**PROMPT**
Your response must be the entire set of entries, reproduced word for word.

**TASK MATERIAL**
//! The narrow interfaces through which the engine reaches the rest of the ledger.
//!
//! Each collaborator owns its own state; the engine's unit of work only covers the records in its
//! own store. Fallible collaborator calls return [`anyhow::Result`] so that implementors are free
//! to surface their own error types.

use liquidstake_primitives::{coin::Coin, host_chain::HostChain, types::Epoch};

/// The type string of a Tendermint light client.
pub const TENDERMINT_CLIENT_TYPE: &str = "07-tendermint";

/// The type string of the localhost client.
pub const LOCALHOST_CLIENT_TYPE: &str = "09-localhost";

/// A module account on the origin ledger.
#[derive(Debug, Clone, PartialEq, Eq)]
pub struct ModuleAccount {
    /// The module name the account belongs to.
    pub name: String,

    /// The account address.
    pub address: String,
}

/// Resolves module accounts.
pub trait AccountKeeper: Send + Sync {
    /// Returns the account of the module `name`, if registered.
    fn module_account(&self, name: &str) -> Option<ModuleAccount>;
}

/// Token supply and transfers on the origin ledger.
pub trait BankKeeper: Send + Sync {
    /// Returns the total supply of `denom`.
    fn supply_of(&self, denom: &str) -> Coin;

    /// Sends `coins` from the account of `module` to `recipient`.
    fn send_coins_from_module_to_account(
        &self,
        module: &str,
        recipient: &str,
        coins: &[Coin],
    ) -> anyhow::Result<()>;
}

/// Epoch schedules.
pub trait EpochsKeeper: Send + Sync {
    /// Returns the current epoch of the schedule `identifier`, if it exists.
    fn current_epoch(&self, identifier: &str) -> Option<Epoch>;
}

/// Interchain account registration and channel lookup.
pub trait IcaControllerKeeper: Send + Sync {
    /// Registers an interchain account owned by `owner` over `connection_id`.
    fn register_interchain_account(
        &self,
        connection_id: &str,
        owner: &str,
        version: &str,
    ) -> anyhow::Result<()>;

    /// Returns the id of the open channel bound to `port_id` over `connection_id`, if any.
    fn open_active_channel(&self, connection_id: &str, port_id: &str) -> Option<String>;
}

/// The end of a connection on the origin ledger.
#[derive(Debug, Clone, PartialEq, Eq)]
pub struct ConnectionEnd {
    /// The light client the connection is verified against.
    pub client_id: String,
}

/// The state of a light client, as far as the engine cares.
#[derive(Debug, Clone, PartialEq, Eq)]
pub enum ClientState {
    /// A Tendermint light client tracking `chain_id`.
    Tendermint {
        /// The chain the client tracks.
        chain_id: String,
    },

    /// The localhost client, tracking the origin ledger itself.
    Localhost,

    /// Any other client type.
    Other {
        /// The client type string.
        client_type: String,
    },
}

impl ClientState {
    /// Returns the client type string.
    pub fn client_type(&self) -> &str {
        match self {
            ClientState::Tendermint { .. } => TENDERMINT_CLIENT_TYPE,
            ClientState::Localhost => LOCALHOST_CLIENT_TYPE,
            ClientState::Other { client_type } => client_type,
        }
    }
}

/// The counterparty end of a channel.
#[derive(Debug, Clone, PartialEq, Eq)]
pub struct ChannelCounterparty {
    /// The port on the counterparty.
    pub port_id: String,

    /// The channel on the counterparty.
    pub channel_id: String,
}

/// A channel end on the origin ledger.
#[derive(Debug, Clone, PartialEq, Eq)]
pub struct Channel {
    /// The other end of the channel.
    pub counterparty: ChannelCounterparty,
}

/// An IBC height.
#[derive(Debug, Clone, Copy, PartialEq, Eq, PartialOrd, Ord, Default)]
pub struct Height {
    /// The revision of the chain.
    pub revision_number: u64,

    /// The block height within the revision.
    pub revision_height: u64,
}

/// Read access to the IBC core.
pub trait IbcKeeper: Send + Sync {
    /// Returns the connection `connection_id`, if it exists.
    fn connection(&self, connection_id: &str) -> Option<ConnectionEnd>;

    /// Returns the state of the client `client_id`, if it exists.
    fn client_state(&self, client_id: &str) -> Option<ClientState>;

    /// Returns the channel end `port_id/channel_id`, if it exists.
    fn channel(&self, port_id: &str, channel_id: &str) -> Option<Channel>;

    /// Returns the current height of the origin ledger.
    fn self_height(&self) -> Height;
}

/// A token transfer executed on the host chain by an interchain account.
#[derive(Debug, Clone, PartialEq, Eq)]
pub struct MsgTransfer {
    /// The port on the host chain the tokens leave through.
    pub source_port: String,

    /// The channel on the host chain the tokens leave through.
    pub source_channel: String,

    /// The tokens to transfer.
    pub token: Coin,

    /// The sending interchain account.
    pub sender: String,

    /// The receiving account.
    pub receiver: String,

    /// The height after which the transfer times out.
    pub timeout_height: Height,

    /// The timestamp after which the transfer times out; `0` disables it.
    pub timeout_timestamp: u64,

    /// Free-form memo.
    pub memo: String,
}

/// A message executed on the host chain by an interchain account.
#[derive(Debug, Clone, PartialEq, Eq)]
pub enum IcaMsg {
    /// Redirects staking rewards of `delegator_address` to `withdraw_address`.
    SetWithdrawAddress {
        /// The delegating account.
        delegator_address: String,
        /// The account rewards are withdrawn to.
        withdraw_address: String,
    },

    /// Transfers tokens off the host chain.
    Transfer(MsgTransfer),
}

/// Builds, signs and relays interchain account transactions.
pub trait IcaTxExecutor: Send + Sync {
    /// Executes `msgs` as `owner`'s interchain account over `connection_id` and returns the
    /// correlation id of the dispatched packet.
    fn generate_and_execute(
        &self,
        connection_id: &str,
        owner: &str,
        msgs: Vec<IcaMsg>,
    ) -> anyhow::Result<String>;
}

/// Backing amounts tracked outside of the deposit store.
pub trait StakingAggregates: Send + Sync {
    /// Returns the amount liquid-staked through tokenized shares that has not been converted
    /// into delegations yet.
    fn tokenized_untokenized(&self, chain_id: &str) -> u128;

    /// Returns the amount unbonded from validators that have been unbonding for longer than the
    /// recovery threshold.
    fn unbonded_over_threshold(&self, host_chain: &HostChain) -> u128;
}
//! Layout of every record type in the ordered key space.
//!
//! Each record type owns a single-byte prefix so that prefix scans over one type never observe
//! another:
//!
//! | prefix | key                                              | value       |
//! |--------|--------------------------------------------------|-------------|
//! | `0x00` | -                                                | `Params`    |
//! | `0x01` | `chain_id`                                       | `HostChain` |
//! | `0x02` | `len(chain_id) as u16 BE ‖ chain_id ‖ epoch BE`  | `Deposit`   |
//!
//! Values are borsh-encoded.

pub mod deposits;
pub mod host_chains;
pub mod kv;
pub mod params;

/// Prefix of the params singleton.
pub const PARAMS_PREFIX: u8 = 0x00;

/// Prefix of host-chain records.
pub const HOST_CHAIN_PREFIX: u8 = 0x01;

/// Prefix of deposit records.
pub const DEPOSIT_PREFIX: u8 = 0x02;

**RESULT OF THE EXERCISE**
//! The narrow interfaces through which the engine reaches the rest of the ledger.
//!
//! Each collaborator owns its own state; the engine's unit of work only covers the records in its
//! own store. Fallible collaborator calls return [`anyhow::Result`] so that implementors are free
//! to surface their own error types.

use liquidstake_primitives::{coin::Coin, host_chain::HostChain, types::Epoch};

/// The type string of a Tendermint light client.
pub const TENDERMINT_CLIENT_TYPE: &str = "07-tendermint";

/// The type string of the localhost client.
pub const LOCALHOST_CLIENT_TYPE: &str = "09-localhost";

/// A module account on the origin ledger.
#[derive(Debug, Clone, PartialEq, Eq)]
pub struct ModuleAccount {
    /// The module name the account belongs to.
    pub name: String,

    /// The account address.
    pub address: String,
}

/// Resolves module accounts.
pub trait AccountKeeper: Send + Sync {
    /// Returns the account of the module `name`, if registered.
    fn module_account(&self, name: &str) -> Option<ModuleAccount>;
}

/// Token supply and transfers on the origin ledger.
pub trait BankKeeper: Send + Sync {
    /// Returns the total supply of `denom`.
    fn supply_of(&self, denom: &str) -> Coin;

    /// Sends `coins` from the account of `module` to `recipient`.
    fn send_coins_from_module_to_account(
        &self,
        module: &str,
        recipient: &str,
        coins: &[Coin],
    ) -> anyhow::Result<()>;
}

/// Epoch schedules.
pub trait EpochsKeeper: Send + Sync {
    /// Returns the current epoch of the schedule `identifier`, if it exists.
    fn current_epoch(&self, identifier: &str) -> Option<Epoch>;
}

/// Interchain account registration and channel lookup.
pub trait IcaControllerKeeper: Send + Sync {
    /// Registers an interchain account owned by `owner` over `connection_id`.
    fn register_interchain_account(
        &self,
        connection_id: &str,
        owner: &str,
        version: &str,
    ) -> anyhow::Result<()>;

    /// Returns the id of the open channel bound to `port_id` over `connection_id`, if any.
    fn open_active_channel(&self, connection_id: &str, port_id: &str) -> Option<String>;
}

/// The end of a connection on the origin ledger.
#[derive(Debug, Clone, PartialEq, Eq)]
pub struct ConnectionEnd {
    /// The light client the connection is verified against.
    pub client_id: String,
}

/// The state of a light client, as far as the engine cares.
#[derive(Debug, Clone, PartialEq, Eq)]
pub enum ClientState {
    /// A Tendermint light client tracking `chain_id`.
    Tendermint {
        /// The chain the client tracks.
        chain_id: String,
    },

    /// The localhost client, tracking the origin ledger itself.
    Localhost,

    /// Any other client type.
    Other {
        /// The client type string.
        client_type: String,
    },
}

impl ClientState {
    /// Returns the client type string.
    pub fn client_type(&self) -> &str {
        match self {
            ClientState::Tendermint { .. } => TENDERMINT_CLIENT_TYPE,
            ClientState::Localhost => LOCALHOST_CLIENT_TYPE,
            ClientState::Other { client_type } => client_type,
        }
    }
}

/// The counterparty end of a channel.
#[derive(Debug, Clone, PartialEq, Eq)]
pub struct ChannelCounterparty {
    /// The port on the counterparty.
    pub port_id: String,

    /// The channel on the counterparty.
    pub channel_id: String,
}

/// A channel end on the origin ledger.
#[derive(Debug, Clone, PartialEq, Eq)]
pub struct Channel {
    /// The other end of the channel.
    pub counterparty: ChannelCounterparty,
}

/// An IBC height.
#[derive(Debug, Clone, Copy, PartialEq, Eq, PartialOrd, Ord, Default)]
pub struct Height {
    /// The revision of the chain.
    pub revision_number: u64,

    /// The block height within the revision.
    pub revision_height: u64,
}

/// Read access to the IBC core.
pub trait IbcKeeper: Send + Sync {
    /// Returns the connection `connection_id`, if it exists.
    fn connection(&self, connection_id: &str) -> Option<ConnectionEnd>;

    /// Returns the state of the client `client_id`, if it exists.
    fn client_state(&self, client_id: &str) -> Option<ClientState>;

    /// Returns the channel end `port_id/channel_id`, if it exists.
    fn channel(&self, port_id: &str, channel_id: &str) -> Option<Channel>;

    /// Returns the current height of the origin ledger.
    fn self_height(&self) -> Height;
}

/// A token transfer executed on the host chain by an interchain account.
#[derive(Debug, Clone, PartialEq, Eq)]
pub struct MsgTransfer {
    /// The port on the host chain the tokens leave through.
    pub source_port: String,

    /// The channel on the host chain the tokens leave through.
    pub source_channel: String,

    /// The tokens to transfer.
    pub token: Coin,

    /// The sending interchain account.
    pub sender: String,

    /// The receiving account.
    pub receiver: String,

    /// The height after which the transfer times out.
    pub timeout_height: Height,

    /// The timestamp after which the transfer times out; `0` disables it.
    pub timeout_timestamp: u64,

    /// Free-form memo.
    pub memo: String,
}

/// A message executed on the host chain by an interchain account.
#[derive(Debug, Clone, PartialEq, Eq)]
pub enum IcaMsg {
    /// Redirects staking rewards of `delegator_address` to `withdraw_address`.
    SetWithdrawAddress {
        /// The delegating account.
        delegator_address: String,
        /// The account rewards are withdrawn to.
        withdraw_address: String,
    },

    /// Transfers tokens off the host chain.
    Transfer(MsgTransfer),
}

/// Builds, signs and relays interchain account transactions.
pub trait IcaTxExecutor: Send + Sync {
    /// Executes `msgs` as `owner`'s interchain account over `connection_id` and returns the
    /// correlation id of the dispatched packet.
    fn generate_and_execute(
        &self,
        connection_id: &str,
        owner: &str,
        msgs: Vec<IcaMsg>,
    ) -> anyhow::Result<String>;
}

/// Backing amounts tracked outside of the deposit store.
pub trait StakingAggregates: Send + Sync {
    /// Returns the amount liquid-staked through tokenized shares that has not been converted
    /// into delegations yet.
    fn tokenized_untokenized(&self, chain_id: &str) -> u128;

    /// Returns the amount unbonded from validators that have been unbonding for longer than the
    /// recovery threshold.
    fn unbonded_over_threshold(&self, host_chain: &HostChain) -> u128;
}
//! Layout of every record type in the ordered key space.
//!
//! Each record type owns a single-byte prefix so that prefix scans over one type never observe
//! another:
//!
//! | prefix | key                                              | value       |
//! |--------|--------------------------------------------------|-------------|
//! | `0x00` | -                                                | `Params`    |
//! | `0x01` | `chain_id`                                       | `HostChain` |
//! | `0x02` | `len(chain_id) as u16 BE ‖ chain_id ‖ epoch BE`  | `Deposit`   |
//!
//! Values are borsh-encoded.

pub mod deposits;
pub mod host_chains;
pub mod kv;
pub mod params;

/// Prefix of the params singleton.
pub const PARAMS_PREFIX: u8 = 0x00;

/// Prefix of host-chain records.
pub const HOST_CHAIN_PREFIX: u8 = 0x01;

/// Prefix of deposit records.
pub const DEPOSIT_PREFIX: u8 = 0x02;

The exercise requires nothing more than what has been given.